Differentiation of delta, mu, and kappa opioid receptor agonists based on pharmacophore development and computed physicochemical properties.

Compounds that bind with significant affinity to the opioid receptor types, delta, mu, and kappa, with different combinations of activation and inhibition at these three receptors could be promising behaviorally selective agents. Working on this hypothesis, the chemical moieties common to three different sets of opioid receptor agonists with significant affinity for each of the three receptor types delta, mu, or kappa were identified. Using a distance analysis approach, common geometric arrangements of these chemical moieties were found for selected delta, mu, or kappa opioid agonists. The chemical and geometric commonalities among agonists at each opioid receptor type were then compared with a non-specific opioid recognition pharmacophore recently developed. The comparison provided identification of the additional requirements for activation of delta, mu, and kappa opioid receptors.

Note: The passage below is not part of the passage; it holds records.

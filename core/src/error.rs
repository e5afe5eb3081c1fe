use serde::{Deserialize, Serialize};

/// Failure taxonomy shared by every stage. Transient kinds are retried at the
/// stage boundary; permanent kinds are dropped with an audit record.
#[derive(Debug, Clone, Copy, PartialEq, Eq, Hash, Serialize, Deserialize)]
#[serde(rename_all = "SCREAMING_SNAKE_CASE")]
pub enum ErrorKind {
    MalformedEvent,
    IndexUnavailable,
    EmbeddingTimeout,
    ClusterContention,
    GraphPartitionFailure,
    NotFound,
    InvalidArgument,
    Overloaded,
    Internal,
}

impl ErrorKind {
    pub fn is_transient(self) -> bool {
        matches!(
            self,
            ErrorKind::IndexUnavailable
                | ErrorKind::EmbeddingTimeout
                | ErrorKind::ClusterContention
                | ErrorKind::Overloaded
        )
    }

    pub fn as_str(self) -> &'static str {
        match self {
            ErrorKind::MalformedEvent => "MALFORMED_EVENT",
            ErrorKind::IndexUnavailable => "INDEX_UNAVAILABLE",
            ErrorKind::EmbeddingTimeout => "EMBEDDING_TIMEOUT",
            ErrorKind::ClusterContention => "CLUSTER_CONTENTION",
            ErrorKind::GraphPartitionFailure => "GRAPH_PARTITION_FAILURE",
            ErrorKind::NotFound => "NOT_FOUND",
            ErrorKind::InvalidArgument => "INVALID_ARGUMENT",
            ErrorKind::Overloaded => "OVERLOADED",
            ErrorKind::Internal => "INTERNAL",
        }
    }
}

impl std::fmt::Display for ErrorKind {
    fn fmt(&self, f: &mut std::fmt::Formatter<'_>) -> std::fmt::Result {
        write!(f, "{}", self.as_str())
    }
}

pub trait SentinelError: std::error::Error {
    fn error_kind(&self) -> ErrorKind;

    fn is_transient(&self) -> bool {
        self.error_kind().is_transient()
    }
}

The distance analysis approach was able to clearly discriminate kappa-agonists, while global molecular properties for all compounds were calculated to identify additional requirements for activation of delta and mu receptors. Comparisons of the combined geometric and physicochemical properties calculated for each of the three sets of agonists allowed the determination of unique requirements for activation of each of the three opioid receptors. These results can be used to improve the activation selectivity of known opioid agonists and as a guide for the identification of novel selective opioid ligands with potential therapeutic usefulness.